━━━ EXERCISE MATERIAL

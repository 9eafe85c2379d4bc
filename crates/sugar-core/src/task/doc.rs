//! The `doc` command: document one model end to end.
//!
//! Index, resolve, reconcile with the warehouse, collect answers, normalize
//! and persist, add primary-key tests, verify the proposed tests, and finally
//! push the new descriptions to every other descriptor. Nothing is written
//! until collection has finished, so an aborted collection leaves every file
//! untouched.

use std::path::PathBuf;

use crate::collector::{DocumentationCollector, DocumentationMode};
use crate::config::ProjectSettings;
use crate::connectors::{AssertionKind, Connector};
use crate::document::ordering::normalize;
use crate::document::primary_key::synthesize_primary_key_tests;
use crate::document::propagate::{propagate, PropagationReport};
use crate::document::reconcile::{apply_payload, set_model_description, Reconciler};
use crate::document::verification::{PendingVerification, VerificationOutcome};
use crate::errors::{SugarError, SugarResult};
use crate::models::ColumnUpdatePayload;
use crate::query::coverage::{documented_columns, undocumented_columns};
use crate::query::resolver::{ensure_not_excluded, resolve_model, ModelResolution};
use crate::runner::TestRunner;
use crate::store::yaml::{read_descriptor_if_exists, write_descriptor};
use crate::task::ProjectContext;

/// What a documentation run did.
#[derive(Clone, Debug, PartialEq)]
pub struct DocReport {
    pub model: String,
    pub descriptor: PathBuf,
    pub already_documented: bool,
    pub payload: ColumnUpdatePayload,
    /// `None` when verification was switched off.
    pub verification: Option<VerificationOutcome>,
    pub propagation: PropagationReport,
}

pub struct DocumentationTask<'a> {
    settings: &'a ProjectSettings,
    connector: &'a dyn Connector,
    collector: &'a mut dyn DocumentationCollector,
    runner: Option<&'a dyn TestRunner>,
}

impl<'a> DocumentationTask<'a> {
    pub fn new(
        settings: &'a ProjectSettings,
        connector: &'a dyn Connector,
        collector: &'a mut dyn DocumentationCollector,
        runner: Option<&'a dyn TestRunner>,
    ) -> Self {
        Self {
            settings,
            connector,
            collector,
            runner,
        }
    }

    pub fn run(&mut self, model: &str) -> SugarResult<DocReport> {
        let policy = self.settings.exclusion_policy()?;
        ensure_not_excluded(&policy, model)?;

        let mut project = ProjectContext::load(self.settings)?;
        let resolution = resolve_model(&project.tree, &project.index, model);
        let (source, descriptor) = match &resolution {
            ModelResolution::SourceNotFound => {
                return Err(SugarError::ModelNotFound {
                    model: model.to_string(),
                    root: self.settings.project_dir.clone(),
                })
            }
            ModelResolution::Undocumented {
                source, descriptor, ..
            }
            | ModelResolution::Documented { source, descriptor } => (source.clone(), descriptor.clone()),
        };
        let already_documented = resolution.is_already_documented();
        tracing::info!(
            model,
            descriptor = %descriptor.display(),
            already_documented,
            "documenting model"
        );

        let schema = self.settings.schema();
        let columns = self.connector.list_columns(model, schema)?;
        if columns.is_empty() {
            return Err(SugarError::Connector(format!(
                "table {schema}.{model} was not found in the database"
            )));
        }

        let content = if resolution.descriptor_exists() {
            read_descriptor_if_exists(&descriptor)?
        } else {
            None
        };
        let reconciler = Reconciler::new(&project.index, self.settings.description_reuse);
        let mut document = reconciler.reconcile(already_documented, content, model, &columns);

        // Collection
        let current = document.model(model).and_then(|m| m.description.clone());
        if let Some(description) = self.collector.model_description(model, current.as_deref())? {
            set_model_description(&mut document, model, &description)?;
        }
        let mut payload = self.collector.collect_columns(
            model,
            &undocumented_columns(&document, model),
            DocumentationMode::Undocumented,
        )?;
        payload.extend(self.collector.collect_columns(
            model,
            &documented_columns(&document, model),
            DocumentationMode::AlreadyDocumented,
        )?);

        apply_payload(&mut document, model, &payload, &mut project.index)?;
        let mut document = normalize(document);
        write_descriptor(&descriptor, &document)?;

        if self.settings.always_enforce_tests {
            payload = synthesize_primary_key_tests(&source, model, &document, payload)?;
            apply_payload(&mut document, model, &payload, &mut project.index)?;
            document = normalize(document);
        }

        let mut verification = PendingVerification::new(descriptor.clone(), model, &payload);
        verification.write(&document)?;
        let verification = match self.runner {
            Some(runner) => Some(verification.verify(runner)?),
            None => {
                tracing::info!(model, "test verification skipped");
                None
            }
        };

        let propagation = propagate(&project.tree, &payload)?;
        Ok(DocReport {
            model: model.to_string(),
            descriptor,
            already_documented,
            payload,
            verification,
            propagation,
        })
    }

    /// Evaluate one data assertion directly against the warehouse.
    pub fn check_assertion(&self, kind: &str, table: &str, column: &str) -> SugarResult<bool> {
        let kind: AssertionKind = kind.parse()?;
        let passed = self
            .connector
            .run_assertion(kind, self.settings.schema(), table, column)?;
        if !passed {
            tracing::warn!(%kind, table, column, "assertion failed");
        }
        Ok(passed)
    }
}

━━━━━━

> _TASK BRIEF_
Set down the entries again, exactly as they stand above.

> _TASK SOLUTION_
repository 9eafe85c2379d4bc
filename crates/sugar-core/src/task/doc.rs
//! The `doc` command: document one model end to end.
//!
//! Index, resolve, reconcile with the warehouse, collect answers, normalize
//! and persist, add primary-key tests, verify the proposed tests, and finally
//! push the new descriptions to every other descriptor. Nothing is written
//! until collection has finished, so an aborted collection leaves every file
//! untouched.

use std::path::PathBuf;

use crate::collector::{DocumentationCollector, DocumentationMode};
use crate::config::ProjectSettings;
use crate::connectors::{AssertionKind, Connector};
use crate::document::ordering::normalize;
use crate::document::primary_key::synthesize_primary_key_tests;
use crate::document::propagate::{propagate, PropagationReport};
use crate::document::reconcile::{apply_payload, set_model_description, Reconciler};
use crate::document::verification::{PendingVerification, VerificationOutcome};
use crate::errors::{SugarError, SugarResult};
use crate::models::ColumnUpdatePayload;
use crate::query::coverage::{documented_columns, undocumented_columns};
use crate::query::resolver::{ensure_not_excluded, resolve_model, ModelResolution};
use crate::runner::TestRunner;
use crate::store::yaml::{read_descriptor_if_exists, write_descriptor};
use crate::task::ProjectContext;

/// What a documentation run did.
#[derive(Clone, Debug, PartialEq)]
pub struct DocReport {
    pub model: String,
    pub descriptor: PathBuf,
    pub already_documented: bool,
    pub payload: ColumnUpdatePayload,
    /// `None` when verification was switched off.
    pub verification: Option<VerificationOutcome>,
    pub propagation: PropagationReport,
}

pub struct DocumentationTask<'a> {
    settings: &'a ProjectSettings,
    connector: &'a dyn Connector,
    collector: &'a mut dyn DocumentationCollector,
    runner: Option<&'a dyn TestRunner>,
}

impl<'a> DocumentationTask<'a> {
    pub fn new(
        settings: &'a ProjectSettings,
        connector: &'a dyn Connector,
        collector: &'a mut dyn DocumentationCollector,
        runner: Option<&'a dyn TestRunner>,
    ) -> Self {
        Self {
            settings,
            connector,
            collector,
            runner,
        }
    }

    pub fn run(&mut self, model: &str) -> SugarResult<DocReport> {
        let policy = self.settings.exclusion_policy()?;
        ensure_not_excluded(&policy, model)?;

        let mut project = ProjectContext::load(self.settings)?;
        let resolution = resolve_model(&project.tree, &project.index, model);
        let (source, descriptor) = match &resolution {
            ModelResolution::SourceNotFound => {
                return Err(SugarError::ModelNotFound {
                    model: model.to_string(),
                    root: self.settings.project_dir.clone(),
                })
            }
            ModelResolution::Undocumented {
                source, descriptor, ..
            }
            | ModelResolution::Documented { source, descriptor } => (source.clone(), descriptor.clone()),
        };
        let already_documented = resolution.is_already_documented();
        tracing::info!(
            model,
            descriptor = %descriptor.display(),
            already_documented,
            "documenting model"
        );

        let schema = self.settings.schema();
        let columns = self.connector.list_columns(model, schema)?;
        if columns.is_empty() {
            return Err(SugarError::Connector(format!(
                "table {schema}.{model} was not found in the database"
            )));
        }

        let content = if resolution.descriptor_exists() {
            read_descriptor_if_exists(&descriptor)?
        } else {
            None
        };
        let reconciler = Reconciler::new(&project.index, self.settings.description_reuse);
        let mut document = reconciler.reconcile(already_documented, content, model, &columns);

        // Collection
        let current = document.model(model).and_then(|m| m.description.clone());
        if let Some(description) = self.collector.model_description(model, current.as_deref())? {
            set_model_description(&mut document, model, &description)?;
        }
        let mut payload = self.collector.collect_columns(
            model,
            &undocumented_columns(&document, model),
            DocumentationMode::Undocumented,
        )?;
        payload.extend(self.collector.collect_columns(
            model,
            &documented_columns(&document, model),
            DocumentationMode::AlreadyDocumented,
        )?);

        apply_payload(&mut document, model, &payload, &mut project.index)?;
        let mut document = normalize(document);
        write_descriptor(&descriptor, &document)?;

        if self.settings.always_enforce_tests {
            payload = synthesize_primary_key_tests(&source, model, &document, payload)?;
            apply_payload(&mut document, model, &payload, &mut project.index)?;
            document = normalize(document);
        }

        let mut verification = PendingVerification::new(descriptor.clone(), model, &payload);
        verification.write(&document)?;
        let verification = match self.runner {
            Some(runner) => Some(verification.verify(runner)?),
            None => {
                tracing::info!(model, "test verification skipped");
                None
            }
        };

        let propagation = propagate(&project.tree, &payload)?;
        Ok(DocReport {
            model: model.to_string(),
            descriptor,
            already_documented,
            payload,
            verification,
            propagation,
        })
    }

    /// Evaluate one data assertion directly against the warehouse.
    pub fn check_assertion(&self, kind: &str, table: &str, column: &str) -> SugarResult<bool> {
        let kind: AssertionKind = kind.parse()?;
        let passed = self
            .connector
            .run_assertion(kind, self.settings.schema(), table, column)?;
        if !passed {
            tracing::warn!(%kind, table, column, "assertion failed");
        }
        Ok(passed)
    }
}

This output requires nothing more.